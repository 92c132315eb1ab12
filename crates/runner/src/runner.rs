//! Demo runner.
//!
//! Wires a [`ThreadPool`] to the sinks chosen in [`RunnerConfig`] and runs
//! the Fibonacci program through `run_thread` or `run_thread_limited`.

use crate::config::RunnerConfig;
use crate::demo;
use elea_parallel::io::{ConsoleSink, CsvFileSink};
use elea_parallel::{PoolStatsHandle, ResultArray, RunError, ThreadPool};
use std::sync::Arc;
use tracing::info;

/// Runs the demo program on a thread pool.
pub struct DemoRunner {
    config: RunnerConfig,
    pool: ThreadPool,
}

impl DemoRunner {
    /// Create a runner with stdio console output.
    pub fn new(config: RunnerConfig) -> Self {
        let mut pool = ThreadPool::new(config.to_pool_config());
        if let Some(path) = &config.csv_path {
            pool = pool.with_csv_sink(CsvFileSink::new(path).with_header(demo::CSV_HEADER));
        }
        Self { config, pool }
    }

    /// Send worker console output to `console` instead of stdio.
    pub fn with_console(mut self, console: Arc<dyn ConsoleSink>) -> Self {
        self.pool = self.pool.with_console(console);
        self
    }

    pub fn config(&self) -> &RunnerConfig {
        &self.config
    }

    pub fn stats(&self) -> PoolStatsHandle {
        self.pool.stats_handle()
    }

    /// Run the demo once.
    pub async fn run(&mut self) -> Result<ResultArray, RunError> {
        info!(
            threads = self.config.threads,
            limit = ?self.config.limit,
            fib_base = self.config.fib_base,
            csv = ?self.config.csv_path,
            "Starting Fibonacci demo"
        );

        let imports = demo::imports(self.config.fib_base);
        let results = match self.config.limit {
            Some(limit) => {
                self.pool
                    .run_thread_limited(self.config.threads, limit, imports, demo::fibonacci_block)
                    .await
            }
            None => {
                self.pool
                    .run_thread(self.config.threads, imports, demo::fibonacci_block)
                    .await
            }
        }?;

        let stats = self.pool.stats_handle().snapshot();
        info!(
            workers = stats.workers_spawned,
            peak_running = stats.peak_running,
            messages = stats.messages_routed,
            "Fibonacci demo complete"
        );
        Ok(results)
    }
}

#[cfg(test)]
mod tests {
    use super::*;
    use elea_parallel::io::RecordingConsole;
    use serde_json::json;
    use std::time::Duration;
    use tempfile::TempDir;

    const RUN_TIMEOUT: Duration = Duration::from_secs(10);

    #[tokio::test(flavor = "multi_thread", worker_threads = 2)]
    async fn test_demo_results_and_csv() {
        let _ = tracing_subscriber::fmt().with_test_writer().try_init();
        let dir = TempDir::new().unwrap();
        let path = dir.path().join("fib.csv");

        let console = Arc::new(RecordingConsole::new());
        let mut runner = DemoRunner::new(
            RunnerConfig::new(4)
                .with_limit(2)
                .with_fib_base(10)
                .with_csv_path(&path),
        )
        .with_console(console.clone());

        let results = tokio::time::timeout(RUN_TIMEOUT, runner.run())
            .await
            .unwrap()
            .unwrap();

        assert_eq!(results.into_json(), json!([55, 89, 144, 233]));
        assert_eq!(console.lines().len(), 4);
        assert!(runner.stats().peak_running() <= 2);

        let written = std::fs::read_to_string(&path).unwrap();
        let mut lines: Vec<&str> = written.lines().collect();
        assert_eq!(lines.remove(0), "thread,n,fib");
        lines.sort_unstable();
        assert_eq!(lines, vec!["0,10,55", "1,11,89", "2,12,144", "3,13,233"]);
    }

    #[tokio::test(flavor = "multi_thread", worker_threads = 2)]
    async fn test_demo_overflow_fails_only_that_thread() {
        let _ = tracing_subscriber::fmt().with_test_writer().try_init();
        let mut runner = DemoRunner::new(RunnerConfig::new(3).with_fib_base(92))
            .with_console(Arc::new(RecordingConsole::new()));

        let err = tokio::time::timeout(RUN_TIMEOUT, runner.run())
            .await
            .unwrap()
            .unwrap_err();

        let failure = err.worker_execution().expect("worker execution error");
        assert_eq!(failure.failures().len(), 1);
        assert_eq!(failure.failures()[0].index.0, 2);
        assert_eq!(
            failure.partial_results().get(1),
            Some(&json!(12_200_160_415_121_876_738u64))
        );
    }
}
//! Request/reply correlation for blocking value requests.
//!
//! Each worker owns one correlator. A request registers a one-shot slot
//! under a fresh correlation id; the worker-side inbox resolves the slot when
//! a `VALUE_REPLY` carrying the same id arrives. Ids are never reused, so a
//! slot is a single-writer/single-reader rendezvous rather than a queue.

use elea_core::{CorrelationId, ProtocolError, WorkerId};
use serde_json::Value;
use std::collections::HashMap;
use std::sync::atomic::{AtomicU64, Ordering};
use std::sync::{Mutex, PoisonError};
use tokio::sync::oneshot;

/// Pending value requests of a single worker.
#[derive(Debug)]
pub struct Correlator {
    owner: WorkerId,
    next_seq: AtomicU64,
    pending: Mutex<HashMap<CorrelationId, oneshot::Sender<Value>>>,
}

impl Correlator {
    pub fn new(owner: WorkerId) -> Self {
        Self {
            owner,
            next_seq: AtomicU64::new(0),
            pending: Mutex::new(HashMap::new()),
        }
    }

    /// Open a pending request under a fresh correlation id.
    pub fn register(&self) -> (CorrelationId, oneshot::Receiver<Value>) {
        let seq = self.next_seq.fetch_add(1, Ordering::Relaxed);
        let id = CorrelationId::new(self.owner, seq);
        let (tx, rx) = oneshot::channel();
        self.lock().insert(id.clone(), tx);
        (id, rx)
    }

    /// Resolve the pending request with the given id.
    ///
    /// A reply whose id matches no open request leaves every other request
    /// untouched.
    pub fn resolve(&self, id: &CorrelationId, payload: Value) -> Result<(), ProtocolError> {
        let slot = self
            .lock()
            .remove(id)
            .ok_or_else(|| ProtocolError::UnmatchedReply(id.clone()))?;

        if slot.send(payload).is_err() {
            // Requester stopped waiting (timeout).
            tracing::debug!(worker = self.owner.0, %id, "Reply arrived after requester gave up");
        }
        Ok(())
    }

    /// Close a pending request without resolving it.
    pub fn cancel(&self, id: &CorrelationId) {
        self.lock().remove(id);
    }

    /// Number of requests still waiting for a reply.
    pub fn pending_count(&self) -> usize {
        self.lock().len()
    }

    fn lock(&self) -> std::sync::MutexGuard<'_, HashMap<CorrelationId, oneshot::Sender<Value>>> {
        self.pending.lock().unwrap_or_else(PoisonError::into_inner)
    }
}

• _What the task asks_:
Every line above with the word "Ordering" belongs in the answer, copied as written.

• _Task output_:
use std::sync::atomic::{AtomicU64, Ordering};
        let seq = self.next_seq.fetch_add(1, Ordering::Relaxed);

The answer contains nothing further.